CELESTE + Conjurer (01/04/2022 @ Slaughter Club, Paderno Dugnano)
Tanto, troppo tempo è passato dagli ultimi concerti di respiro internazionale. Quello che doveva essere un viaggio in scioltezza verso il capoluogo lombardo in vista della data italiana degli Amenra si è trasformato, spinti dalla necessità di farsi male alle orecchie, in una doppietta in compagnia della nostra fotografa Francesca che ha visto la tappa dei belgi preceduta da quella dei loro vicini di casa Celeste, appena due giorni prima, poco fuori Milano. A condividere il palco dello Slaughter Club con i francesi, in barba a secoli di cordiali antipatie, i britannici Conjurer, e un velo di dispiacere per il forfait di Treha Sektori, aka Dehn Sora.
Conjurer
Accompagnati da due focaccine del Carrefour e da copiose bestemmie in seguito al cambio di locale — il concerto era inizialmente previsto appena dietro la stazione — facciamo il nostro timido ingresso e, abbastanza puntuale sulla tabella di marcia, la band di Rugby, Warwickshire si abbatte sui pochi presenti con tutta la voglia di fare di un gruppo il cui secondo album uscirà tra un paio di mesi. I Conjurer prendono a piene mani dal fortunato Mire del 2018, più qualcosina che presumibilmente sarà sul prossimo Páthos.

Post-metal, sludge e qualche spruzzata più moderna di stampo quasi metalcore sono gli ingredienti di un set che nonostante la complessità ha un’ottima presa sul pubblico, tra momenti più tecnici e altri più caciaroni in cui riffoni e breakdown investono in maniera più diretta gli astanti. I quattro tengono bene il palco, ma in un’esibizione in cui ognuno rimane più o meno fermo l’attenzione è catalizzata al 110% dal bassista Conor Marshall: non un attimo in cui i suoi capelli smettono di ondeggiare, il suo corpo di roteare come una trottola, fino al momento clou in cui scende a scorrazzare tra il pubblico rischiando, peraltro, di trafiggere il sottoscritto con il basso. Bravi Conjurer pur non essendo ciò che ascolterei da mattina a sera, precisi e graziati da suoni ottimali sin dall’inizio.
Celeste
Tutti aspettavamo i Celeste e le loro torcette frontali di Decathlon, e finalmente eccoli: compagni di etichetta degli inglesi e freschi freschi di uscita su Nuclear Blast, i francesi si concentrano prepotentemente sull’ultimo Assassine(s), disco assolutamente valido e completo ma che mi ha fatto storcere il naso per i toni di chitarra presi pari pari dai connazionali Gojira. Poco male, queste cose dal vivo contano poco e quello che mi aspettavo dai Celeste mi è stato dato con una magnitudine svariate volte più elevata.

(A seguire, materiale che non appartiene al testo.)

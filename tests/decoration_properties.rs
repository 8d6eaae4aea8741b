//! Property tests for add-on ordering and input width preservation.

use fieldkit::{Decorations, RowItem};
use proptest::prelude::*;

fn weights() -> impl Strategy<Value = Vec<i32>> {
    prop::collection::vec(-50i32..50, 0..24)
}

fn row_weights(decorations: &Decorations) -> (Vec<i32>, Vec<i32>) {
    let mut left = Vec::new();
    let mut right = Vec::new();
    let mut before_input = true;
    for item in decorations.row() {
        match item {
            RowItem::Input => before_input = false,
            RowItem::AddOn(id) => {
                let weight = decorations.get(*id).map(|d| d.weight()).unwrap_or_default();
                if before_input {
                    left.push(weight);
                } else {
                    right.push(weight);
                }
            }
        }
    }
    (left, right)
}

proptest! {
    /// The row reads in non-decreasing weight order, split at the input by sign.
    #[test]
    fn prop_add_on_row_is_sorted(weights in weights()) {
        let mut decorations = Decorations::new(20);
        for weight in &weights {
            decorations.add_on(*weight, "x", None);
        }
        let (left, right) = row_weights(&decorations);

        prop_assert_eq!(left.len() + right.len(), weights.len());
        prop_assert!(left.iter().all(|weight| *weight < 0));
        prop_assert!(right.iter().all(|weight| *weight >= 0));
        prop_assert!(left.windows(2).all(|pair| pair[0] <= pair[1]));
        prop_assert!(right.windows(2).all(|pair| pair[0] <= pair[1]));
    }

    /// Exactly the leftmost row item carries the first marker.
    #[test]
    fn prop_first_marker_is_leftmost(weights in weights()) {
        let mut decorations = Decorations::new(20);
        for weight in &weights {
            decorations.add_on(*weight, "x", None);
            prop_assert_eq!(Some(&decorations.first()), decorations.row().first());
        }
    }

    /// Adding and toggling decorations never resizes the input itself.
    #[test]
    fn prop_input_width_is_preserved(
        width in 5usize..40,
        add_ons in prop::collection::vec((-5i32..5, "[a-z]{1,6}"), 0..6),
        add_ins in prop::collection::vec((-3i32..4, "[a-z]{1,4}", any::<bool>()), 1..6),
        toggles in prop::collection::vec(any::<bool>(), 0..10),
    ) {
        let mut decorations = Decorations::new(width);
        for (weight, content) in &add_ons {
            decorations.add_on(*weight, content.as_str(), None);
            prop_assert_eq!(decorations.input_width(), width);
        }
        let mut ids = Vec::new();
        for (weight, content, fixed) in &add_ins {
            ids.push(decorations.add_in(content.as_str(), *weight, None, *fixed));
            prop_assert_eq!(decorations.input_width(), width);
        }
        for (step, visible) in toggles.iter().enumerate() {
            let id = ids[step % ids.len()];
            decorations.toggle_add_in(id, Some(*visible));
            prop_assert_eq!(decorations.input_width(), width);
        }
    }
}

Escludendo in parte l’ultimo capitolo, infatti, i lionesi sfoggiano da sempre una coerenza stilistica invidiabile — oltre a copertine pazzesche di cui mi sarei comprato le stampe in blocco al banchetto — e il loro collaudato show di luci bianche e rosse aggiunge decisamente molto all’esperienza. Anche qui sludge quadrato, poche concessioni alla melodia e un flusso continuo di mazzate con i brani che, nel bene e nel male, si fondono gli uni con gli altri.

Poco lo spazio in scaletta lasciato al repertorio precedente ad Assassine(s) e, in un continuo susseguirsi di legnate senza troppi complimenti e ringraziamenti con le cornine alzate, il set finisce in un batter d’occhio, una buona mezz’ora prima dell’orario riportato sui vari social. La parte più anziana di me ha quasi ringraziato, dopo sei ore di pullman e un concerto che — per natura della band — è più un blob di materiale nero come la pece che una sequenza di brani ben definiti.

Che dire: una serata riuscita al 100%, tra organizzazione e suoni sempre di buon livello che hanno reso giustizia al muro di suono di entrambe le band: finalmente una boccata di aria fresca e una parvenza di normalità, viste le condizioni in cui si è svolto il concerto. Affluenza negli standard italiani, purtroppo, ma il discorso è stato decisamente diverso per gli Amenra, di cui vi parlerà il collega Oneiros nei prossimi giorni.